## Work required
Show each line of the entries below in which the word "while" appears.

(Recorded data)
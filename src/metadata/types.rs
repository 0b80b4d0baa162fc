//! Metadata types returned by a schema source.
//!
//! These are engine-neutral representations of what an inspector reports
//! for a single table.

use serde::{Deserialize, Serialize};

/// Name used when the source does not report a constraint or index name.
pub const UNNAMED: &str = "unnamed";

fn default_true() -> bool {
    true
}

/// Information about a table column.
#[derive(Debug, Clone, PartialEq, Eq, Serialize, Deserialize)]
pub struct ColumnInfo {
    /// Column name.
    pub name: String,
    /// Database-specific type name, as reported by the source.
    pub data_type: String,
    /// Whether NULL values are allowed.
    #[serde(default = "default_true")]
    pub nullable: bool,
    /// Default value expression.
    #[serde(default)]
    pub default: Option<String>,
}

impl ColumnInfo {
    /// Create a column with no default value.
    pub fn new(name: impl Into<String>, data_type: impl Into<String>, nullable: bool) -> Self {
        Self {
            name: name.into(),
            data_type: data_type.into(),
            nullable,
            default: None,
        }
    }

    /// Set the default value expression.
    pub fn with_default(mut self, default: impl Into<String>) -> Self {
        self.default = Some(default.into());
        self
    }
}

/// Foreign key constraint information.
#[derive(Debug, Clone, PartialEq, Eq, Serialize, Deserialize)]
pub struct ForeignKeyInfo {
    /// Constraint name, if the engine reports one.
    #[serde(default)]
    pub name: Option<String>,
    /// Columns in the owning table (ordered).
    pub constrained_columns: Vec<String>,
    /// Name of the referenced table.
    pub referred_table: String,
    /// Columns in the referenced table (ordered).
    pub referred_columns: Vec<String>,
}

impl ForeignKeyInfo {
    /// Create a foreign key from column lists.
    pub fn new<C, R>(
        name: Option<&str>,
        constrained_columns: C,
        referred_table: impl Into<String>,
        referred_columns: R,
    ) -> Self
    where
        C: IntoIterator,
        C::Item: Into<String>,
        R: IntoIterator,
        R::Item: Into<String>,
    {
        Self {
            name: name.map(str::to_string),
            constrained_columns: constrained_columns.into_iter().map(Into::into).collect(),
            referred_table: referred_table.into(),
            referred_columns: referred_columns.into_iter().map(Into::into).collect(),
        }
    }

    /// Constraint name, or `"unnamed"`.
    pub fn constraint_name(&self) -> &str {
        self.name.as_deref().unwrap_or(UNNAMED)
    }

    /// Pairs of (constrained, referred) columns.
    ///
    /// Lists of different lengths are zipped to the shorter one.
    pub fn column_pairs(&self) -> impl Iterator<Item = (&str, &str)> {
        self.constrained_columns
            .iter()
            .zip(self.referred_columns.iter())
            .map(|(c, r)| (c.as_str(), r.as_str()))
    }
}

/// Index definition.
#[derive(Debug, Clone, PartialEq, Eq, Serialize, Deserialize)]
pub struct IndexInfo {
    /// Index name, if the engine reports one.
    #[serde(default)]
    pub name: Option<String>,
    /// Indexed columns (ordered).
    pub columns: Vec<String>,
    /// Whether the index enforces uniqueness.
    #[serde(default)]
    pub unique: bool,
}

impl IndexInfo {
    /// Create a named index.
    pub fn new<C>(name: impl Into<String>, columns: C, unique: bool) -> Self
    where
        C: IntoIterator,
        C::Item: Into<String>,
    {
        Self {
            name: Some(name.into()),
            columns: columns.into_iter().map(Into::into).collect(),
            unique,
        }
    }

    /// Index name, or `"unnamed"`.
    pub fn index_name(&self) -> &str {
        self.name.as_deref().unwrap_or(UNNAMED)
    }
}
//! Query interface for the schema knowledge graph.
//!
//! This module answers the graph-shaped questions asked while documenting a
//! database:
//! - Table context: columns, keys, references, indexes and the surrounding
//!   cluster of related tables
//! - Relationship paths: shortest chain of tables linking two tables
//! - Statistics: node, edge and category counts
//!
//! Every traversal works on the undirected projection of the graph, so a
//! table is as close to the tables referencing it as to the ones it
//! references.

use std::collections::{BTreeMap, HashMap, VecDeque};

use serde::Serialize;

use super::categorize::{is_code_column, lookup_table_candidates, Category};
use super::types::*;
use super::KnowledgeGraph;

// ============================================================================
// Context types
// ============================================================================

/// A column of the context table.
#[derive(Debug, Clone, PartialEq, Eq, Serialize)]
pub struct ColumnSummary {
    pub name: String,
    pub data_type: String,
    pub nullable: bool,
}

/// A foreign key declared on the context table.
#[derive(Debug, Clone, PartialEq, Eq, Serialize)]
pub struct ForeignKeySummary {
    pub constraint_name: String,
    pub references_table: String,
    pub columns: Vec<String>,
    pub ref_columns: Vec<String>,
}

/// A foreign key in another table pointing at the context table.
#[derive(Debug, Clone, PartialEq, Eq, Serialize)]
pub struct ReferrerSummary {
    pub from_table: String,
    /// Constrained columns in `from_table`.
    pub columns: Vec<String>,
    /// Referred columns in the context table.
    pub ref_columns: Vec<String>,
}

#[derive(Debug, Clone, PartialEq, Eq, Serialize)]
pub struct IndexSummary {
    pub name: String,
    pub columns: Vec<String>,
    pub unique: bool,
}

/// A coded column and the table most likely to decode it.
#[derive(Debug, Clone, PartialEq, Eq, Serialize)]
pub struct CodeColumn {
    pub column: String,
    pub lookup_table: Option<String>,
}

/// Everything known about one table, ready to hand to a documentation
/// generator.
#[derive(Debug, Clone, PartialEq, Eq, Serialize)]
pub struct TableContext {
    pub table_name: String,
    pub categories: Vec<Category>,
    #[serde(skip_serializing_if = "Option::is_none")]
    pub comment: Option<String>,
    pub row_count: u64,
    pub columns: Vec<ColumnSummary>,
    pub primary_keys: Vec<String>,
    pub foreign_keys: Vec<ForeignKeySummary>,
    pub referenced_by: Vec<ReferrerSummary>,
    /// Distinct FK targets and referrers, first seen first.
    pub related_tables: Vec<String>,
    pub indexes: Vec<IndexSummary>,
    pub code_columns: Vec<CodeColumn>,
    /// Tables within `depth` hops, nearest first. Empty when depth <= 1.
    pub semantic_cluster: Vec<String>,
}

/// Summary counts over a whole graph.
#[derive(Debug, Clone, Default, PartialEq, Eq, Serialize)]
pub struct GraphStatistics {
    pub total_nodes: usize,
    pub total_edges: usize,
    pub total_tables: usize,
    pub node_types: BTreeMap<String, usize>,
    pub edge_types: BTreeMap<String, usize>,
    pub category_distribution: BTreeMap<String, usize>,
}

// ============================================================================
// Queries
// ============================================================================

impl KnowledgeGraph {
    /// Gather the context of a table. Returns `None` for unknown tables.
    ///
    /// `depth` only affects the semantic cluster, which is computed when
    /// `depth > 1`.
    ///
    /// # Example
    /// ```ignore
    /// let ctx = graph.table_context("orders", 2).unwrap();
    /// assert!(ctx.related_tables.contains(&"customers".to_string()));
    /// ```
    pub fn table_context(&self, table: &str, depth: usize) -> Option<TableContext> {
        let node = self.table(table)?;
        let props = node.as_table()?;

        let mut columns: Vec<(usize, &SchemaNode)> = Vec::new();
        let mut foreign_keys = Vec::new();
        for edge in self.outgoing_edges(&node.node_id) {
            match &edge.properties {
                EdgeProperties::HasColumn(p) => {
                    if let Some(column) = self.node(&edge.target) {
                        columns.push((p.position, column));
                    }
                }
                EdgeProperties::References(p) => {
                    if let Some(target) = self.node(&edge.target) {
                        foreign_keys.push(ForeignKeySummary {
                            constraint_name: p.constraint_name.clone(),
                            references_table: target.name.clone(),
                            columns: p.columns.clone(),
                            ref_columns: p.ref_columns.clone(),
                        });
                    }
                }
                _ => {}
            }
        }
        columns.sort_by_key(|(position, _)| *position);

        let mut referenced_by = Vec::new();
        let mut indexes = Vec::new();
        for edge in self.incoming_edges(&node.node_id) {
            let Some(source) = self.node(&edge.source) else {
                continue;
            };
            match &edge.properties {
                EdgeProperties::References(p) => referenced_by.push(ReferrerSummary {
                    from_table: source.name.clone(),
                    columns: p.columns.clone(),
                    ref_columns: p.ref_columns.clone(),
                }),
                EdgeProperties::Indexes(_) => {
                    if let Some(index) = source.as_index() {
                        indexes.push(IndexSummary {
                            name: source.name.clone(),
                            columns: index.columns.clone(),
                            unique: index.unique,
                        });
                    }
                }
                _ => {}
            }
        }

        let mut related_tables: Vec<String> = Vec::new();
        let linked = foreign_keys
            .iter()
            .map(|fk| &fk.references_table)
            .chain(referenced_by.iter().map(|r| &r.from_table));
        for name in linked {
            if name != table && !related_tables.contains(name) {
                related_tables.push(name.clone());
            }
        }

        let code_columns = columns
            .iter()
            .filter(|(_, column)| is_code_column(&column.name))
            .map(|(_, column)| CodeColumn {
                column: column.name.clone(),
                lookup_table: self.lookup_table_for(column),
            })
            .collect();

        let semantic_cluster = if depth > 1 {
            self.semantic_cluster(table, depth)
        } else {
            Vec::new()
        };

        Some(TableContext {
            table_name: node.name.clone(),
            categories: self.categories_of(table).into_iter().collect(),
            comment: props.comment.clone(),
            row_count: props.row_count,
            columns: columns
                .iter()
                .filter_map(|(_, column)| {
                    column.as_column().map(|c| ColumnSummary {
                        name: column.name.clone(),
                        data_type: c.data_type.clone(),
                        nullable: c.nullable,
                    })
                })
                .collect(),
            primary_keys: props.primary_keys.clone(),
            foreign_keys,
            referenced_by,
            related_tables,
            indexes,
            code_columns,
            semantic_cluster,
        })
    }

    /// Tables reachable from `table` within `depth` hops, through nodes of
    /// every kind. Ordered by hop distance, then name; the start table is
    /// excluded.
    pub fn semantic_cluster(&self, table: &str, depth: usize) -> Vec<String> {
        let Some(start) = self.table_position(table) else {
            return Vec::new();
        };

        let mut visited = vec![false; self.node_count()];
        visited[start] = true;

        let mut cluster = Vec::new();
        let mut frontier = vec![start];

        for _ in 0..depth {
            let mut next = Vec::new();
            let mut level: Vec<&str> = Vec::new();

            for &pos in &frontier {
                for neighbor in self.undirected_neighbors(pos) {
                    if visited[neighbor] {
                        continue;
                    }
                    visited[neighbor] = true;
                    next.push(neighbor);

                    let node = self.node_at(neighbor);
                    if node.is_table() {
                        level.push(&node.name);
                    }
                }
            }

            level.sort_unstable();
            cluster.extend(level.into_iter().map(str::to_string));

            if next.is_empty() {
                break;
            }
            frontier = next;
        }

        cluster
    }

    /// Shortest chain of tables linking `from` to `to`.
    ///
    /// The search runs over the whole graph (columns included) so hops are
    /// counted in nodes, but only TABLE nodes appear in the returned path.
    /// Returns `None` when either table is unknown or they are disconnected.
    ///
    /// # Example
    /// ```ignore
    /// let path = graph.find_path("order_items", "customers").unwrap();
    /// assert_eq!(path, vec!["order_items", "orders", "customers"]);
    /// ```
    pub fn find_path(&self, from: &str, to: &str) -> Option<Vec<String>> {
        let from_pos = self.table_position(from)?;
        let to_pos = self.table_position(to)?;

        if from_pos == to_pos {
            return Some(vec![from.to_string()]);
        }

        // BFS with a parent map
        let mut parent: HashMap<usize, usize> = HashMap::new();
        let mut visited = vec![false; self.node_count()];
        let mut queue = VecDeque::new();
        visited[from_pos] = true;
        queue.push_back(from_pos);

        while let Some(current) = queue.pop_front() {
            if current == to_pos {
                return Some(self.reconstruct_table_path(from_pos, to_pos, &parent));
            }

            for neighbor in self.undirected_neighbors(current) {
                if !visited[neighbor] {
                    visited[neighbor] = true;
                    parent.insert(neighbor, current);
                    queue.push_back(neighbor);
                }
            }
        }

        None
    }

    /// Walk the BFS parent map back from `to_pos`, keeping tables only.
    fn reconstruct_table_path(
        &self,
        from_pos: usize,
        to_pos: usize,
        parent: &HashMap<usize, usize>,
    ) -> Vec<String> {
        let mut path = Vec::new();
        let mut current = to_pos;

        loop {
            let node = self.node_at(current);
            if node.is_table() {
                path.push(node.name.clone());
            }
            if current == from_pos {
                break;
            }
            match parent.get(&current) {
                Some(&prev) => current = prev,
                None => break,
            }
        }

        path.reverse();
        path
    }

    /// Node, edge and category counts.
    pub fn statistics(&self) -> GraphStatistics {
        let mut node_types: BTreeMap<String, usize> = BTreeMap::new();
        for node in self.nodes() {
            *node_types.entry(node.kind().to_string()).or_default() += 1;
        }

        let mut edge_types: BTreeMap<String, usize> = BTreeMap::new();
        for edge in self.edges() {
            *edge_types.entry(edge.kind().to_string()).or_default() += 1;
        }

        let mut category_distribution: BTreeMap<String, usize> = BTreeMap::new();
        for tags in self.categories().values() {
            for tag in tags {
                *category_distribution.entry(tag.to_string()).or_default() += 1;
            }
        }

        GraphStatistics {
            total_nodes: self.node_count(),
            total_edges: self.edge_count(),
            total_tables: node_types.get(NodeKind::Table.as_str()).copied().unwrap_or(0),
            node_types,
            edge_types,
            category_distribution,
        }
    }

    /// Lookup table for a coded column: a FK target tagged LOOKUP, else the
    /// first table named like `lkp_<base>` and friends.
    fn lookup_table_for(&self, column: &SchemaNode) -> Option<String> {
        for edge in self.outgoing_edges(&column.node_id) {
            if edge.kind() != EdgeKind::FkReferences {
                continue;
            }
            let referred_table = self.node(&edge.target).and_then(|n| n.as_column()).map(|c| &c.table);
            if let Some(referred_table) = referred_table {
                if self.categories_of(referred_table).contains(&Category::Lookup) {
                    return Some(referred_table.clone());
                }
            }
        }

        let tables: HashMap<String, &str> = self
            .table_names()
            .into_iter()
            .rev()
            .map(|name| (name.to_lowercase(), name))
            .collect();

        lookup_table_candidates(&column.name)
            .iter()
            .find_map(|candidate| tables.get(candidate).map(|name| name.to_string()))
    }
}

## Answer space
//! This module answers the graph-shaped questions asked while documenting a
        while let Some(current) = queue.pop_front() {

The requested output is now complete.